- Description of the task -
Only an exact repetition of all the entries will be accepted.

[Collected data]

[Start of Attachment]

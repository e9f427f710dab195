//! File Avro destination
//!
//! Writes batches as Avro Object Container Files into a local directory.
//! The cloud destinations reuse [`AvroArchiver::store_writer`] for their
//! payloads, so this module owns the record schema.

use std::fs::{self, File};
use std::io::Write;
use std::path::{Path, PathBuf};

use apache_avro::types::Value;
use apache_avro::{Codec, Schema, Writer};
use tracing::{debug, warn};

use archiver_config::BatchConfig;
use logscore::LogScore;

use crate::error::{Result, StorageError};
use crate::sink::BatchSizing;

/// Avro schema for one archived log score.
const LOGSCORE_SCHEMA: &str = r#"
{
  "type": "record",
  "name": "logscore",
  "fields": [
    {"name": "id", "type": "long"},
    {"name": "server_id", "type": "int"},
    {"name": "monitor_id", "type": "int"},
    {"name": "ts", "type": {"type": "long", "logicalType": "timestamp-micros"}},
    {"name": "score", "type": "float"},
    {"name": "step", "type": "float"},
    {"name": "offset", "type": ["null", "float"]},
    {"name": "rtt", "type": ["null", "int"]},
    {"name": "leap", "type": ["null", "int"]},
    {"name": "error", "type": ["null", "string"]}
  ]
}"#;

/// Archiver that stores Avro files in a local directory.
#[derive(Debug)]
pub struct AvroArchiver {
    path: PathBuf,
    sizing: BatchSizing,
    append_size: usize,
}

impl AvroArchiver {
    /// Create an archiver writing into `path`, which must be an existing
    /// directory.
    pub fn new(path: impl Into<PathBuf>, batch: &BatchConfig) -> Result<Self> {
        let path = path.into();
        let meta = fs::metadata(&path)?;
        if !meta.is_dir() {
            return Err(StorageError::config(format!(
                "avro path {:?} is not a directory",
                path
            )));
        }

        Ok(Self {
            path,
            sizing: BatchSizing {
                min_size: batch.avro_min_size,
                max_size: batch.avro_max_size,
                interval: batch.avro_interval,
            },
            append_size: batch.avro_append_size.max(1),
        })
    }

    pub fn batch_sizing(&self) -> BatchSizing {
        self.sizing
    }

    /// Suggested file name for a batch: `<ts>-<id>` of the first record.
    pub fn file_name(batch: &[LogScore]) -> Option<String> {
        batch.first().map(|ls| format!("{}-{}.avro", ls.ts, ls.id))
    }

    /// Write a batch to a new file in the configured directory.
    ///
    /// A partially written file is removed before the error is returned,
    /// so a retry of the same batch starts clean.
    pub fn store(&self, batch: &[LogScore]) -> Result<usize> {
        let Some(name) = Self::file_name(batch) else {
            warn!("no records to store");
            return Ok(0);
        };
        let path = self.path.join(name);

        let file = File::create(&path)?;
        match self.store_writer(file, batch) {
            Ok(n) => {
                debug!(path = %path.display(), count = n, "wrote avro file");
                Ok(n)
            }
            Err(e) => {
                let _ = fs::remove_file(&path);
                Err(e)
            }
        }
    }

    /// Write a batch as an Avro object container stream.
    ///
    /// Records are appended in blocks of the configured append size, with
    /// a final flush at the end of the batch.
    pub fn store_writer<W: Write>(&self, writer: W, batch: &[LogScore]) -> Result<usize> {
        if batch.is_empty() {
            warn!("no records to store");
            return Ok(0);
        }

        let schema = Schema::parse_str(LOGSCORE_SCHEMA)?;
        let mut ocf = Writer::with_codec(&schema, writer, Codec::Null);

        let mut count = 0;
        for chunk in batch.chunks(self.append_size) {
            ocf.extend(chunk.iter().map(record_value))?;
            count += chunk.len();
        }
        ocf.flush()?;

        Ok(count)
    }

    /// Directory files are written into.
    pub fn path(&self) -> &Path {
        &self.path
    }
}

fn record_value(ls: &LogScore) -> Value {
    Value::Record(vec![
        ("id".into(), Value::Long(ls.id)),
        ("server_id".into(), Value::Int(ls.server_id as i32)),
        ("monitor_id".into(), Value::Int(ls.monitor_id as i32)),
        (
            "ts".into(),
            Value::TimestampMicros(ls.ts.saturating_mul(1_000_000)),
        ),
        ("score".into(), Value::Float(ls.score as f32)),
        ("step".into(), Value::Float(ls.step as f32)),
        (
            "offset".into(),
            match ls.offset {
                Some(v) => Value::Union(1, Box::new(Value::Float(v as f32))),
                None => Value::Union(0, Box::new(Value::Null)),
            },
        ),
        (
            "rtt".into(),
            match ls.rtt {
                Some(v) => Value::Union(1, Box::new(Value::Int(v as i32))),
                None => Value::Union(0, Box::new(Value::Null)),
            },
        ),
        (
            "leap".into(),
            match ls.meta.leap {
                0 => Value::Union(0, Box::new(Value::Null)),
                v => Value::Union(1, Box::new(Value::Int(v as i32))),
            },
        ),
        (
            "error".into(),
            if ls.meta.error.is_empty() {
                Value::Union(0, Box::new(Value::Null))
            } else {
                Value::Union(1, Box::new(Value::String(ls.meta.error.clone())))
            },
        ),
    ])
}

#[cfg(test)]
#[path = "fileavro_test.rs"]
mod fileavro_test;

[End of Attachment]

- Answer -
repository e9f427f710dab195
//! File Avro destination
//!
//! Writes batches as Avro Object Container Files into a local directory.
//! The cloud destinations reuse [`AvroArchiver::store_writer`] for their
//! payloads, so this module owns the record schema.

use std::fs::{self, File};
use std::io::Write;
use std::path::{Path, PathBuf};

use apache_avro::types::Value;
use apache_avro::{Codec, Schema, Writer};
use tracing::{debug, warn};

use archiver_config::BatchConfig;
use logscore::LogScore;

use crate::error::{Result, StorageError};
use crate::sink::BatchSizing;

/// Avro schema for one archived log score.
const LOGSCORE_SCHEMA: &str = r#"
{
  "type": "record",
  "name": "logscore",
  "fields": [
    {"name": "id", "type": "long"},
    {"name": "server_id", "type": "int"},
    {"name": "monitor_id", "type": "int"},
    {"name": "ts", "type": {"type": "long", "logicalType": "timestamp-micros"}},
    {"name": "score", "type": "float"},
    {"name": "step", "type": "float"},
    {"name": "offset", "type": ["null", "float"]},
    {"name": "rtt", "type": ["null", "int"]},
    {"name": "leap", "type": ["null", "int"]},
    {"name": "error", "type": ["null", "string"]}
  ]
}"#;

/// Archiver that stores Avro files in a local directory.
#[derive(Debug)]
pub struct AvroArchiver {
    path: PathBuf,
    sizing: BatchSizing,
    append_size: usize,
}

impl AvroArchiver {
    /// Create an archiver writing into `path`, which must be an existing
    /// directory.
    pub fn new(path: impl Into<PathBuf>, batch: &BatchConfig) -> Result<Self> {
        let path = path.into();
        let meta = fs::metadata(&path)?;
        if !meta.is_dir() {
            return Err(StorageError::config(format!(
                "avro path {:?} is not a directory",
                path
            )));
        }

        Ok(Self {
            path,
            sizing: BatchSizing {
                min_size: batch.avro_min_size,
                max_size: batch.avro_max_size,
                interval: batch.avro_interval,
            },
            append_size: batch.avro_append_size.max(1),
        })
    }

    pub fn batch_sizing(&self) -> BatchSizing {
        self.sizing
    }

    /// Suggested file name for a batch: `<ts>-<id>` of the first record.
    pub fn file_name(batch: &[LogScore]) -> Option<String> {
        batch.first().map(|ls| format!("{}-{}.avro", ls.ts, ls.id))
    }

    /// Write a batch to a new file in the configured directory.
    ///
    /// A partially written file is removed before the error is returned,
    /// so a retry of the same batch starts clean.
    pub fn store(&self, batch: &[LogScore]) -> Result<usize> {
        let Some(name) = Self::file_name(batch) else {
            warn!("no records to store");
            return Ok(0);
        };
        let path = self.path.join(name);

        let file = File::create(&path)?;
        match self.store_writer(file, batch) {
            Ok(n) => {
                debug!(path = %path.display(), count = n, "wrote avro file");
                Ok(n)
            }
            Err(e) => {
                let _ = fs::remove_file(&path);
                Err(e)
            }
        }
    }

    /// Write a batch as an Avro object container stream.
    ///
    /// Records are appended in blocks of the configured append size, with
    /// a final flush at the end of the batch.
    pub fn store_writer<W: Write>(&self, writer: W, batch: &[LogScore]) -> Result<usize> {
        if batch.is_empty() {
            warn!("no records to store");
            return Ok(0);
        }

        let schema = Schema::parse_str(LOGSCORE_SCHEMA)?;
        let mut ocf = Writer::with_codec(&schema, writer, Codec::Null);

        let mut count = 0;
        for chunk in batch.chunks(self.append_size) {
            ocf.extend(chunk.iter().map(record_value))?;
            count += chunk.len();
        }
        ocf.flush()?;

        Ok(count)
    }

    /// Directory files are written into.
    pub fn path(&self) -> &Path {
        &self.path
    }
}

fn record_value(ls: &LogScore) -> Value {
    Value::Record(vec![
        ("id".into(), Value::Long(ls.id)),
        ("server_id".into(), Value::Int(ls.server_id as i32)),
        ("monitor_id".into(), Value::Int(ls.monitor_id as i32)),
        (
            "ts".into(),
            Value::TimestampMicros(ls.ts.saturating_mul(1_000_000)),
        ),
        ("score".into(), Value::Float(ls.score as f32)),
        ("step".into(), Value::Float(ls.step as f32)),
        (
            "offset".into(),
            match ls.offset {
                Some(v) => Value::Union(1, Box::new(Value::Float(v as f32))),
                None => Value::Union(0, Box::new(Value::Null)),
            },
        ),
        (
            "rtt".into(),
            match ls.rtt {
                Some(v) => Value::Union(1, Box::new(Value::Int(v as i32))),
                None => Value::Union(0, Box::new(Value::Null)),
            },
        ),
        (
            "leap".into(),
            match ls.meta.leap {
                0 => Value::Union(0, Box::new(Value::Null)),
                v => Value::Union(1, Box::new(Value::Int(v as i32))),
            },
        ),
        (
            "error".into(),
            if ls.meta.error.is_empty() {
                Value::Union(0, Box::new(Value::Null))
            } else {
                Value::Union(1, Box::new(Value::String(ls.meta.error.clone())))
            },
        ),
    ])
}

#[cfg(test)]
#[path = "fileavro_test.rs"]
mod fileavro_test;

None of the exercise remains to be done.